Other People’s Fu**ing – An Oxford Affair
Other People’s Fu**ing!
An Oxford Affair
By David Slattery-Christy
Very excited to have completed my new play based on the relationship between historian and All Souls Fellow A.L. Rowse and Prussian activist Adam von Trott. The play covers the period they met in Oxford from 1929 through to the 1930s. There are many twists, turns and surprises along the way.
Adam von Trott – Oxford circa. 1930
Drawn from Rowse’s memoirs it charts their strange, homoerotic relationship that was conducted in the stifled atmosphere of All Souls. Their illicit affair was shocking and liberating for them both. It defied convention and the law that made homosexual behaviour a criminal offense, and it could have jeopardized Rowse’s position.
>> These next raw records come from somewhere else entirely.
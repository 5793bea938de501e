//! In-memory stage graph for one subject.
//!
//! A [`Chain`] is an ordered list of [`Stage`]s. Fan-out stages hold
//! independent [`WorkItem`]s that run concurrently and join before the next
//! stage starts. Task-run groups are expanded lazily at execution time
//! because their inputs are produced by the preceding stage.

pub mod builder;

use std::path::PathBuf;

use crate::config::TaskRunConfig;
use crate::discovery::discover_task_runs;
use crate::models::Subject;
use crate::Result;

pub use builder::build;

/// One external command, fully expanded. Arguments are passed to the
/// program directly; no shell is involved.
#[derive(Debug, Clone, PartialEq, Eq)]
pub struct CommandSpec {
    /// Unit label used in start/end markers, e.g. `prep ses-01`.
    pub label: String,
    /// Executable name or path.
    pub program: String,
    /// Arguments after the program.
    pub args: Vec<String>,
}

impl CommandSpec {
    /// Expand an argv template. The first element is the program.
    ///
    /// Returns `None` for an empty template.
    #[must_use]
    pub fn from_template(
        label: impl Into<String>,
        template: &[String],
        vars: &[(String, String)],
    ) -> Option<Self> {
        let (program, args) = template.split_first()?;
        Some(Self {
            label: label.into(),
            program: expand(program, vars),
            args: args.iter().map(|a| expand(a, vars)).collect(),
        })
    }
}

/// Substitute `{key}` placeholders.
#[must_use]
pub fn expand(template: &str, vars: &[(String, String)]) -> String {
    let mut out = template.to_owned();
    for (key, value) in vars {
        out = out.replace(&format!("{{{key}}}"), value);
    }
    out
}

/// Discover-then-process sub-job for one session.
#[derive(Debug, Clone, PartialEq, Eq)]
pub struct TaskRunGroup {
    /// Session label.
    pub session: String,
    /// Directory searched for task-run units.
    pub output_dir: PathBuf,
    /// File-name prefix, e.g. `sub-1234_ses-01`.
    pub prefix: String,
    /// Completeness predicate.
    pub pattern: TaskRunConfig,
    /// Argv template for each unit.
    pub template: Vec<String>,
    /// Placeholder values shared by every unit of the group.
    pub vars: Vec<(String, String)>,
    /// Maximum units running at once.
    pub limit: usize,
}

impl TaskRunGroup {
    /// Discover complete units and expand one command per unit, in
    /// task/run order. `{run}` expands to the numeric run (`01` becomes
    /// `1`); the unit label keeps the file-name spelling.
    ///
    /// # Errors
    ///
    /// Returns `AppError::Discovery` if the output directory cannot be listed.
    pub fn expand(&self) -> Result<Vec<CommandSpec>> {
        let units = discover_task_runs(&self.output_dir, &self.prefix, &self.pattern)?;
        Ok(units
            .iter()
            .filter_map(|unit| {
                let mut vars = self.vars.clone();
                vars.push(("task".into(), unit.task.clone()));
                vars.push(("run".into(), unit.run.to_string()));
                CommandSpec::from_template(
                    format!("process ses-{} {unit}", self.session),
                    &self.template,
                    &vars,
                )
            })
            .collect())
    }
}

/// Independent unit inside a fan-out stage.
#[derive(Debug, Clone, PartialEq, Eq)]
pub enum WorkItem {
    /// A single command.
    Command(CommandSpec),
    /// Lazy discovery followed by a nested bounded fan-out.
    TaskRuns(TaskRunGroup),
}

/// One step of a subject's chain.
#[derive(Debug, Clone, PartialEq, Eq)]
pub enum Stage {
    /// Short-circuit the whole chain successfully when the marker exists.
    SkipIfComplete {
        /// Completion marker path.
        marker: PathBuf,
    },
    /// Run one command; failure stops the chain.
    Run(CommandSpec),
    /// Run items concurrently, join all, then stop the chain if any failed.
    FanOut {
        /// Stage name used in log lines.
        name: String,
        /// Items to run.
        items: Vec<WorkItem>,
        /// Maximum items running at once.
        limit: usize,
    },
    /// Write the completion marker.
    Commit {
        /// Completion marker path.
        marker: PathBuf,
    },
    /// Log a message and end the chain without a marker.
    Skip {
        /// Message written to the log.
        reason: String,
    },
}

impl Stage {
    /// Short name for diagnostics.
    #[must_use]
    pub fn name(&self) -> &str {
        match self {
            Self::SkipIfComplete { .. } => "skip-check",
            Self::Run(cmd) => &cmd.label,
            Self::FanOut { name, .. } => name,
            Self::Commit { .. } => "commit",
            Self::Skip { .. } => "skip",
        }
    }
}

/// Ordered stage list for one subject.
#[derive(Debug, Clone, PartialEq, Eq)]
pub struct Chain {
    /// Owning subject.
    pub subject: Subject,
    /// Stages in execution order.
    pub stages: Vec<Stage>,
}

impl Chain {
    /// Whether the chain is the "no sessions" placeholder.
    #[must_use]
    pub fn is_skip(&self) -> bool {
        matches!(self.stages.as_slice(), [Stage::Skip { .. }])
    }

    /// Stage names in order.
    #[must_use]
    pub fn stage_names(&self) -> Vec<&str> {
        self.stages.iter().map(Stage::name).collect()
    }
}
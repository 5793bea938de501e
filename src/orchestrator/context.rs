//! Values threaded from startup through scheduler, job, and stage.

use std::sync::Arc;

use crate::config::GlobalConfig;
use crate::discovery::DiscoveryCache;
use crate::joblog::{JobLog, LogSink};

/// Immutable per-invocation state shared by every job.
#[derive(Clone)]
pub struct RunContext {
    /// Validated configuration.
    pub config: Arc<GlobalConfig>,
    /// Discovery result read once before any job starts.
    pub cache: Arc<DiscoveryCache>,
    /// Shared log sink.
    pub sink: Arc<dyn LogSink>,
}

impl RunContext {
    /// Bundle the startup values.
    #[must_use]
    pub fn new(config: GlobalConfig, cache: DiscoveryCache, sink: Arc<dyn LogSink>) -> Self {
        Self {
            config: Arc::new(config),
            cache: Arc::new(cache),
            sink,
        }
    }

    /// Log handle for `identity`.
    #[must_use]
    pub fn job_log(&self, identity: impl Into<String>) -> JobLog {
        JobLog::new(identity, Arc::clone(&self.sink))
    }
}

impl std::fmt::Debug for RunContext {
    fn fmt(&self, f: &mut std::fmt::Formatter<'_>) -> std::fmt::Result {
        f.debug_struct("RunContext")
            .field("config", &self.config)
            .field("subjects", &self.cache.len())
            .finish_non_exhaustive()
    }
}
“When he came up my stairs that night I was just going up to dress for dinner, I looked over the bannister into his eyes turned to me brimming with light. They are of a rare violet colour, but of a liquid softness I have never seen before.”
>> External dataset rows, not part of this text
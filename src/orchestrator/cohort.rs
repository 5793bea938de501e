//! End-to-end cohort run: roster, discovery, planning, scheduling.

use std::sync::Arc;

use chrono::Local;
use tracing::{info, info_span, Instrument};

use crate::chain;
use crate::config::GlobalConfig;
use crate::discovery::{self, DiscoveryCache};
use crate::joblog::{JobLog, SharedLogWriter};
use crate::models::subject::read_roster;
use crate::models::{JobOutcome, RunSummary, Subject};
use crate::orchestrator::context::RunContext;
use crate::orchestrator::gate;
use crate::orchestrator::scheduler::{self, Job};
use crate::{AppError, Result};

/// Identity used for orchestrator-level lines in the shared log.
pub const ORCHESTRATOR_IDENTITY: &str = "prepflow";

/// Options for one invocation.
#[derive(Debug, Clone, Copy, Default)]
pub struct RunOptions {
    /// Ignore the persisted discovery cache.
    pub force_rescan: bool,
}

/// Subjects split by the idempotency gate's pre-check.
#[derive(Debug, Clone, Default)]
pub struct Plan {
    /// Jobs to hand to the scheduler, in roster order.
    pub jobs: Vec<Job>,
    /// Subjects whose completion marker already exists.
    pub already_complete: Vec<Subject>,
}

/// Build jobs for every subject that has not completed yet.
#[must_use]
pub fn plan(config: &GlobalConfig, subjects: &[Subject], cache: &DiscoveryCache) -> Plan {
    let mut plan = Plan::default();
    for subject in subjects {
        if gate::is_complete(&config.marker_path(subject.as_str())) {
            plan.already_complete.push(subject.clone());
            continue;
        }
        let chain = chain::build(config, subject, cache.sessions_for(subject));
        plan.jobs.push(Job::new(subject.clone(), chain));
    }
    plan
}

/// Run the whole cohort and return the aggregate summary.
///
/// # Errors
///
/// Returns an error only for startup failures (roster, discovery
/// persistence, log file). Job failures are reported in the summary.
pub async fn run_cohort(config: GlobalConfig, options: RunOptions) -> Result<RunSummary> {
    let span = info_span!("run_cohort", base_dir = %config.base_dir.display());
    async move {
        let subjects = read_roster(&config.roster_path())?;
        info!(subjects = subjects.len(), "roster loaded");

        let scan_config = config.clone();
        let scan_subjects = subjects.clone();
        let discovery = tokio::task::spawn_blocking(move || {
            discovery::discover(&scan_config, &scan_subjects, options.force_rescan)
        })
        .await
        .map_err(|err| AppError::Discovery(format!("discovery task panicked: {err}")))??;

        report_skipped(&subjects, &discovery.cache);

        let sink = Arc::new(SharedLogWriter::open(config.log_path())?);
        let ctx = RunContext::new(config, discovery.cache, sink);
        let banner = ctx.job_log(ORCHESTRATOR_IDENTITY);
        write_banner(&banner, &ctx, &subjects);

        let plan = plan(&ctx.config, &subjects, &ctx.cache);
        let mut summary = RunSummary::default();
        for subject in &plan.already_complete {
            ctx.job_log(subject.job_identity())
                .emit(&format!("Subject {subject} already complete, skipping"));
            summary.record(JobOutcome::AlreadyComplete);
        }

        let max = ctx.config.max_concurrent_subjects;
        let ran = scheduler::run(&ctx, plan.jobs, max).await;
        summary.completed += ran.completed;
        summary.already_complete += ran.already_complete;
        summary.no_sessions += ran.no_sessions;
        summary.failed += ran.failed;
        summary.peak_concurrency = ran.peak_concurrency;

        banner.emit(&format!(
            "Run finished: completed={} already_complete={} no_sessions={} failed={}",
            summary.completed, summary.already_complete, summary.no_sessions, summary.failed
        ));
        info!(?summary, "cohort run finished");
        Ok(summary)
    }
    .instrument(span)
    .await
}

fn report_skipped(subjects: &[Subject], cache: &DiscoveryCache) {
    let skipped: Vec<&str> = subjects
        .iter()
        .filter(|s| cache.sessions_for(s).is_empty())
        .map(Subject::as_str)
        .collect();
    info!(
        with_data = subjects.len() - skipped.len(),
        without_sessions = skipped.len(),
        "discovery complete"
    );
    if !skipped.is_empty() {
        let shown = skipped.iter().take(10).copied().collect::<Vec<_>>().join(", ");
        let more = if skipped.len() > 10 {
            format!(" ... and {} more", skipped.len() - 10)
        } else {
            String::new()
        };
        info!("skipped (no sessions): {shown}{more}");
    }
}

fn write_banner(log: &JobLog, ctx: &RunContext, subjects: &[Subject]) {
    let config = &ctx.config;
    let with_data = subjects
        .iter()
        .filter(|s| !ctx.cache.sessions_for(s).is_empty())
        .count();
    let designated = ctx.cache.subjects_with(&config.designated_session).len();

    log.emit(&"=".repeat(80));
    log.emit(&format!("Preprocessing launch: {}", Local::now().to_rfc3339()));
    log.emit(&format!("Subjects total: {}", subjects.len()));
    log.emit(&format!("Subjects to process: {with_data}"));
    log.emit(&format!("Subjects skipped: {}", subjects.len() - with_data));
    log.emit(&format!(
        "Max concurrent subjects: {}",
        config.max_concurrent_subjects
    ));
    log.emit(&format!("CPUs per subject: {}", config.cpus_per_subject));
    log.emit(&format!(
        "Sessions (requested): {}",
        config.session_labels().join(", ")
    ));
    log.emit(&format!(
        "Holding ses-{}: {designated}",
        config.designated_session
    ));
    log.emit(&"=".repeat(80));
}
Rowse describing seeing Adam for the first time at All Souls, Oxford, 1929.
Trott’s influence on Rowse would affect him for the rest of his life, and would change his attitudes to both homosexulaity, politics and the social history of the 20th century.
Adam von Trott was part of the July 20th plot to assassinate Hitler in 1944. He was found guilty of treason and executed by the Nazis along with his conspirators. Rowse was inconsolable when he heard the fate of his one true love. For indeed he had loved Adam.
Alfred Leslie Rowse (1903-1997)
Adam von Trott zu Solz (1909-1944)
The title of the play is inspired by an embittered quote by Rowse in his last years:
“I don’t want to have my money scalped off me to maintain other people’s children. I don’t like other people; I particularly don’t like their children; I deeply disapprove of their proliferation making the globe uninhabitable. The fucking idiots – I don’t want to pay for their fucking.” A.L. Rowse
A.L. Rowse in his study at Trenarron, Cornwall during his last years.
I have a personal connection to A.L. Rowse as my own father knew him at All Souls, Oxford, during the 1950s and 1960s. My sister remembers going to his rooms at All Souls and making toast on the coal fire – also holidaying as a family at his home Trenarron in Cornwall.